YOUR ASSIGNMENT
If a line below contains the string "SinkConfig", return that line.
══════════════════════════════
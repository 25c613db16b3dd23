//! Stdout dispatcher - human-readable debug output
//!
//! Not intended for production use at high throughput.
//!
//! # Example Output
//!
//! ```text
//! 07:34:59.161 debug sample cpu_util vm-1 42.5 % gauge
//! 07:34:59.162 debug event  compute.instance.create msg-7 {"host":"node-1"}
//! ```

use std::io::IsTerminal;
use std::sync::Arc;

use async_trait::async_trait;
use owo_colors::{OwoColorize, Style};
use tally_config::SinkConfig;
use tally_protocol::{Datum, Event, Sample, TraitValue};
use tokio::io::AsyncWriteExt;

use crate::{Batch, DeliveryError, Dispatcher, DispatcherFactory, Result};

/// Output options for the stdout dispatcher
#[derive(Debug, Clone)]
pub struct StdoutConfig {
    /// Enable colored output
    pub color: bool,

    /// Print one JSON document per item instead of columns
    pub json: bool,
}

impl Default for StdoutConfig {
    fn default() -> Self {
        Self {
            color: std::io::stdout().is_terminal(),
            json: false,
        }
    }
}

impl StdoutConfig {
    /// Config with colors disabled (for piped output)
    pub fn no_color() -> Self {
        Self {
            color: false,
            json: false,
        }
    }

    /// Config printing JSON lines
    pub fn json() -> Self {
        Self {
            color: false,
            json: true,
        }
    }
}

struct Styles {
    timestamp: Style,
    label: Style,
    value: Style,
    payload: Style,
}

impl Styles {
    fn new(enabled: bool) -> Self {
        if enabled {
            Self {
                timestamp: Style::new().dimmed(),
                label: Style::new().dimmed(),
                value: Style::new().green(),
                payload: Style::new().dimmed(),
            }
        } else {
            Self {
                timestamp: Style::new(),
                label: Style::new(),
                value: Style::new(),
                payload: Style::new(),
            }
        }
    }
}

/// Dispatcher printing each item on its own line
pub struct StdoutDispatcher {
    name: String,
    config: StdoutConfig,
}

impl StdoutDispatcher {
    pub fn new(name: impl Into<String>, config: StdoutConfig) -> Self {
        Self {
            name: name.into(),
            config,
        }
    }

    /// Render a batch as the text this dispatcher would print
    pub fn render(&self, batch: &Batch) -> std::result::Result<String, DeliveryError> {
        let styles = Styles::new(self.config.color);
        let mut out = String::new();
        for datum in batch.items() {
            let line = if self.config.json {
                serde_json::to_string(datum).map_err(|e| DeliveryError::permanent(e.to_string()))?
            } else {
                match datum {
                    Datum::Sample(sample) => self.format_sample(sample, &styles),
                    Datum::Event(event) => self.format_event(event, &styles),
                }
            };
            out.push_str(&line);
            out.push('\n');
        }
        Ok(out)
    }

    fn format_sample(&self, sample: &Sample, styles: &Styles) -> String {
        let ts = sample.timestamp.format("%H:%M:%S%.3f").to_string();
        format!(
            "{} {} {} {} {} {} {} {}",
            ts.style(styles.timestamp),
            self.name.style(styles.label),
            "sample".style(styles.label),
            sample.name,
            sample.resource_id,
            sample.volume.style(styles.value),
            sample.unit,
            sample.sample_type.style(styles.label),
        )
    }

    fn format_event(&self, event: &Event, styles: &Styles) -> String {
        let ts = event.generated.format("%H:%M:%S%.3f").to_string();
        let traits: serde_json::Map<String, serde_json::Value> = event
            .traits
            .iter()
            .map(|t| (t.name.clone(), trait_json(&t.value)))
            .collect();
        let payload = serde_json::Value::Object(traits).to_string();
        format!(
            "{} {} {} {} {} {}",
            ts.style(styles.timestamp),
            self.name.style(styles.label),
            "event ".style(styles.label),
            event.event_type,
            event.message_id.style(styles.label),
            payload.style(styles.payload),
        )
    }
}

fn trait_json(value: &TraitValue) -> serde_json::Value {
    match value {
        TraitValue::Text(s) => serde_json::Value::String(s.clone()),
        TraitValue::Int(i) => serde_json::Value::from(*i),
        TraitValue::Float(f) => serde_json::Value::from(*f),
        TraitValue::Datetime(dt) => serde_json::Value::String(dt.to_rfc3339()),
    }
}

#[async_trait]
impl Dispatcher for StdoutDispatcher {
    async fn write(&self, batch: &Batch) -> std::result::Result<(), DeliveryError> {
        let text = self.render(batch)?;
        let mut stdout = tokio::io::stdout();
        stdout.write_all(text.as_bytes()).await?;
        stdout.flush().await?;
        Ok(())
    }

    fn scheme(&self) -> &'static str {
        "stdout"
    }
}

/// Factory for `stdout://`; `stdout://json` prints JSON lines
pub struct StdoutFactory;

impl DispatcherFactory for StdoutFactory {
    fn create(&self, sink: &str, config: &SinkConfig) -> Result<Arc<dyn Dispatcher>> {
        let output = match config.target() {
            "" => StdoutConfig::default(),
            "json" => StdoutConfig::json(),
            other => {
                return Err(crate::SinkError::config(
                    sink,
                    format!("unknown stdout format '{other}', expected 'json' or nothing"),
                ));
            }
        };
        Ok(Arc::new(StdoutDispatcher::new(sink, output)))
    }

    fn scheme(&self) -> &'static str {
        "stdout"
    }
}

#[cfg(test)]
mod tests {
    use super::*;
    use tally_protocol::{DateTime, SampleType, Utc};

    fn at() -> DateTime<Utc> {
        "2024-03-01T07:34:59Z".parse().unwrap()
    }

    #[test]
    fn test_render_sample_columns() {
        let dispatcher = StdoutDispatcher::new("debug", StdoutConfig::no_color());
        let sample = Sample::new("cpu_util", SampleType::Gauge, "%", 42.5, "vm-1", at());
        let text = dispatcher.render(&Batch::from(vec![sample])).unwrap();
        assert_eq!(text, "07:34:59.000 debug sample cpu_util vm-1 42.5 % gauge\n");
    }

    #[test]
    fn test_render_event_traits() {
        let dispatcher = StdoutDispatcher::new("debug", StdoutConfig::no_color());
        let event = Event::new("compute.instance.create", "msg-7", at())
            .with_trait("host", TraitValue::Text("node-1".into()));
        let text = dispatcher.render(&Batch::from(Datum::from(event))).unwrap();
        assert!(text.starts_with("07:34:59.000 debug event  compute.instance.create msg-7 "));
        assert!(text.ends_with("{\"host\":\"node-1\"}\n"));
    }

    #[test]
    fn test_render_json_lines() {
        let dispatcher = StdoutDispatcher::new("debug", StdoutConfig::json());
        let sample = Sample::new("cpu_util", SampleType::Gauge, "%", 1.0, "vm-1", at());
        let text = dispatcher.render(&Batch::from(vec![sample.clone(), sample])).unwrap();
        let lines: Vec<&str> = text.lines().collect();
        assert_eq!(lines.len(), 2);
        let parsed: Datum = serde_json::from_str(lines[0]).unwrap();
        assert_eq!(parsed.name(), "cpu_util");
    }

    #[test]
    fn test_factory_rejects_unknown_format() {
        let err = StdoutFactory
            .create("debug", &SinkConfig::new("stdout://xml"))
            .err()
            .unwrap();
        assert!(err.to_string().contains("unknown stdout format 'xml'"));
    }
}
══════════════════════════════
RESULT BELOW
use tally_config::SinkConfig;
    fn create(&self, sink: &str, config: &SinkConfig) -> Result<Arc<dyn Dispatcher>> {
            .create("debug", &SinkConfig::new("stdout://xml"))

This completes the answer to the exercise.